I don't know about you, but I don't want to live in Jerry World. In Jerry World, a $1.15 billion stadium looks like the Taj Mahal on the outside, but inside some of the seats violate the fire code. In Jerry World, the state of Texas spends $31 million to host the Super Bowl, even as deficits force public school cuts. In Jerry World, it can cost $900 just to park. In Jerry World, fans pay hundreds of dollars to stand outside the stadium.
Buried somewhere in all of the superbull, the booze, bad concerts and relentless commercial squeeze, there was a good football game between the Green Bay Packers and the Pittsburgh Steelers. But to be honest, it was an ancillary event. The NFL may want to rethink that strategy. It may also want to rethink its tendency to look like the Marie Antoinette of the sports world.
Everything you need to know about the future of the NFL could be seen in the gloriously decadent stadium that hosted this Super Bowl. As NFL Commissioner Roger Goodell pointed out, "Quite frankly, that's our stage." It was the cleanest, safest, nicest stadium anyone has ever visited. It was also the most extravagant and economically stratified. It cost double what Jerry Jones said it would, and taxpayers financed about a quarter of it, yet its innermost marble interiors are totally inaccessible to the average fan.
A tipping point was reached with this Super Bowl, for me. It was the screwed-over anger of those 1,250 people without seats that did it. Those travel-weary, cash-whipped fans paid small fortunes to go to the game, only to discover their stubs were no good, because fire marshals declared some sections unsafe. All of a sudden the whole thing seemed offensive.
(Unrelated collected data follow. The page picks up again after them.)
use serde::de::DeserializeOwned;
use serde::{Deserialize, Serialize};
use thiserror::Error;

/// Encoding used for packets on the wire.
#[derive(Copy, Clone, Serialize, Deserialize, PartialEq, Eq, Debug, Default)]
#[serde(rename_all = "lowercase")]
pub enum WireFormat {
    #[default]
    Json,
    #[serde(alias = "messagepack")]
    Msgpack,
}

#[derive(Debug, Error)]
pub enum CodecError {
    #[error("json: {0}")]
    Json(#[from] serde_json::Error),
    #[error("msgpack encode: {0}")]
    MsgpackEncode(#[from] rmp_serde::encode::Error),
    #[error("msgpack decode: {0}")]
    MsgpackDecode(#[from] rmp_serde::decode::Error),
}

impl WireFormat {
    pub fn encode<T: Serialize>(&self, message: &T) -> Result<Vec<u8>, CodecError> {
        Ok(match self {
            WireFormat::Json => serde_json::to_vec(message)?,
            // Field names are kept so tagged packets and snapshots decode the same as JSON.
            WireFormat::Msgpack => rmp_serde::to_vec_named(message)?,
        })
    }

    pub fn decode<T: DeserializeOwned>(&self, bytes: &[u8]) -> Result<T, CodecError> {
        Ok(match self {
            WireFormat::Json => serde_json::from_slice(bytes)?,
            WireFormat::Msgpack => rmp_serde::from_slice(bytes)?,
        })
    }
}
use message_io::events::EventReceiver;
use message_io::network::{Endpoint, SendStatus, Transport};
use message_io::node::{self, NodeHandler, NodeTask, StoredNetEvent, StoredNodeEvent};
use kickabout::network::client::Packet;
use kickabout::network::codec::WireFormat;
use kickabout::network::server::Packet as ServerPacket;
use kickabout::session::Outbox;
use kickabout::settings::{Settings, TransportKind};
use thiserror::Error;

pub struct Network {
    pub handler: NodeHandler<()>,
    pub receiver: EventReceiver<StoredNodeEvent<()>>,
    pub endpoint: Endpoint,
    format: WireFormat,
    status: ConnectionStatus,

    #[allow(dead_code)] // RAII
    task: NodeTask,
}

#[derive(Clone, Debug, Error)]
pub enum NetworkError {
    #[error("could not connect to {0}")]
    Connect(String),
}

#[derive(Copy, Clone, PartialEq, Eq, Debug)]
pub enum ConnectionStatus {
    Connecting,
    Connected,
    /// Connecting failed or the server went away. Nothing reconnects.
    Closed,
}

pub enum NetworkEvent {
    Connected,
    ConnectFailed,
    Packet(ServerPacket),
    Disconnected,
}

impl Network {
    pub fn connect(settings: &Settings) -> Result<Self, NetworkError> {
        let (handler, listener) = node::split::<()>();

        let transport = match settings.transport {
            TransportKind::Ws => Transport::Ws,
            TransportKind::Tcp => Transport::FramedTcp,
        };

        let (server, server_addr) = handler
            .network()
            .connect(transport, settings.address.as_str())
            .map_err(|_| NetworkError::Connect(settings.address.clone()))?;
        log::info!("Connecting to {} ({:?})", server_addr, settings.transport);

        let (task, receiver) = listener.enqueue();

        Ok(Self {
            handler,
            task,
            receiver,
            endpoint: server,
            format: settings.wire_format,
            status: ConnectionStatus::Connecting,
        })
    }

    pub fn stop(&self) {
        self.handler.stop();
    }

    pub fn status(&self) -> ConnectionStatus {
        self.status
    }

    pub fn is_connected(&self) -> bool {
        self.status == ConnectionStatus::Connected
    }

    /// Next network event, skipping anything that isn't a well-formed server packet.
    pub fn try_receive(&mut self) -> Option<NetworkEvent> {
        while let Some(event) = self.receiver.try_receive() {
            match event.network() {
                StoredNetEvent::Connected(_, true) => {
                    log::info!("Connected to server");
                    self.status = ConnectionStatus::Connected;
                    return Some(NetworkEvent::Connected);
                }
                StoredNetEvent::Connected(_, false) => {
                    log::error!("Could not connect to server");
                    self.status = ConnectionStatus::Closed;
                    return Some(NetworkEvent::ConnectFailed);
                }
                StoredNetEvent::Accepted(endpoint, _) => {
                    log::warn!("Unexpected incoming connection from {}", endpoint.addr());
                }
                StoredNetEvent::Message(_, bytes) => match self.format.decode(&bytes) {
                    Ok(packet) => return Some(NetworkEvent::Packet(packet)),
                    Err(e) => log::error!("Error parsing packet {:?}", e),
                },
                StoredNetEvent::Disconnected(_) => {
                    log::warn!("Disconnected from server");
                    self.status = ConnectionStatus::Closed;
                    return Some(NetworkEvent::Disconnected);
                }
            }
        }

        None
    }
}

impl Outbox for Network {
    fn is_open(&self) -> bool {
        self.is_connected()
    }

    fn send(&mut self, packet: &Packet) {
        let bytes = match self.format.encode(packet) {
            Ok(bytes) => bytes,
            Err(e) => {
                log::error!("Couldn't encode {packet:?}: {e}");
                return;
            }
        };

        let status = self.handler.network().send(self.endpoint, &bytes);
        if status != SendStatus::Sent {
            log::warn!("Dropped {packet:?}: {status:?}");
        }
    }
}
use ggez::graphics::{Canvas, Color, DrawMode, DrawParam, Mesh, MeshBuilder, Rect};
use ggez::{Context, GameResult};
use kickabout::math::units::world::*;
use kickabout::session::ClientSession;
use kickabout::{BALL_RADIUS, GAME_HEIGHT, GAME_WIDTH, PLAYER_RADIUS};

pub const BACKGROUND_COLOR: Color = Color { r: 0.298, g: 0.686, b: 0.314, a: 1.0 };
pub const BALL_COLOR: Color = Color::WHITE;
pub const LOCAL_PLAYER_COLOR: Color = Color::BLUE;
pub const REMOTE_PLAYER_COLOR: Color = Color::RED;

const TOLERANCE: f32 = 0.1;

fn to_mint(point: Point2D) -> mint::Point2<f32> {
    point.into()
}

/// Draws the field, the ball and every player from the latest snapshot.
///
/// The local player is drawn where it is predicted to be rather than where the server last saw it,
/// so its snapshot entry is skipped; otherwise it would lag its own input by a round trip.
pub fn draw_field(ctx: &mut Context, canvas: &mut Canvas, session: &ClientSession) -> GameResult {
    let mut builder = MeshBuilder::new();
    builder.rectangle(
        DrawMode::fill(),
        Rect::new(0.0, 0.0, GAME_WIDTH, GAME_HEIGHT),
        BACKGROUND_COLOR,
    )?;

    if let Some(snapshot) = session.snapshot() {
        builder.circle(
            DrawMode::fill(),
            to_mint(snapshot.ball.position()),
            BALL_RADIUS,
            TOLERANCE,
            BALL_COLOR,
        )?;

        for (id, player) in &snapshot.players {
            if id == session.player_id() {
                continue;
            }

            let position = Point2D::from(player.position());
            builder.circle(DrawMode::fill(), to_mint(position), PLAYER_RADIUS, TOLERANCE, REMOTE_PLAYER_COLOR)?;
        }
    }

    builder.circle(
        DrawMode::fill(),
        to_mint(session.position()),
        PLAYER_RADIUS,
        TOLERANCE,
        LOCAL_PLAYER_COLOR,
    )?;

    let mesh = Mesh::from_data(ctx, builder.build());
    canvas.draw(&mesh, DrawParam::default());

    Ok(())
}
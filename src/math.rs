pub mod units {
    use paste::paste;

    macro_rules! euclid_units {
        ($($unit:ident => $default:ty),+) => {
            paste! {
                $(
                    pub struct [<$unit Unit>];

                    pub mod [<$unit:snake>] {
                        pub type Point2D<T = $default> = euclid::Point2D<T, super::[<$unit Unit>]>;
                        pub type Vector2D<T = $default> = euclid::Vector2D<T, super::[<$unit Unit>]>;
                        pub type Box2D<T = $default> = euclid::Box2D<T, super::[<$unit Unit>]>;
                        pub type Size2D<T = $default> = euclid::Size2D<T, super::[<$unit Unit>]>;
                    }
                )+
            }
        };
    }

    euclid_units!(World => f32);
}

use units::world::*;

use crate::{GAME_HEIGHT, GAME_WIDTH};

/// The playable area, in world units.
pub fn field_bounds() -> Box2D {
    Box2D::from_size(Size2D::new(GAME_WIDTH, GAME_HEIGHT))
}

/// Keeps a circle of `radius` centered on `point` fully inside `bounds`.
pub fn clamp_circle(point: Point2D, radius: f32, bounds: &Box2D) -> Point2D {
    let inner = bounds.inflate(-radius, -radius);
    if inner.is_negative() {
        return bounds.center();
    }

    point.clamp(inner.min, inner.max)
}

#[cfg(test)]
mod tests {
    use super::*;

    #[test]
    fn clamp_keeps_circle_inside_field() {
        let bounds = field_bounds();

        assert_eq!(clamp_circle(Point2D::new(-40.0, 10.0), 15.0, &bounds), Point2D::new(15.0, 15.0));
        assert_eq!(clamp_circle(Point2D::new(700.0, 390.0), 15.0, &bounds), Point2D::new(585.0, 385.0));
        assert_eq!(clamp_circle(Point2D::new(300.0, 200.0), 15.0, &bounds), Point2D::new(300.0, 200.0));
    }

    #[test]
    fn clamp_on_too_small_field_centers() {
        let bounds = Box2D::from_size(Size2D::new(10.0, 10.0));
        assert_eq!(clamp_circle(Point2D::new(0.0, 0.0), 15.0, &bounds), Point2D::new(5.0, 5.0));
    }
}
It was just too much.
For absurdity, how about those four Navy F-18s flying over the stadium - with its retractable roof closed? Everybody inside could only see the planes on the stadium's video screens. It was strictly a two-second beauty shot. Know what it cost taxpayers? I'll tell you: $450,000. (The Navy justifies the expense by saying it's good for recruiting.)"
I don't pay any attention to corporate sports and I never watch television. I only find tidbits about the last football game of the season online. Every year it seems it's becoming more tawdry and idiotic, a self congratulatory waste of time and money.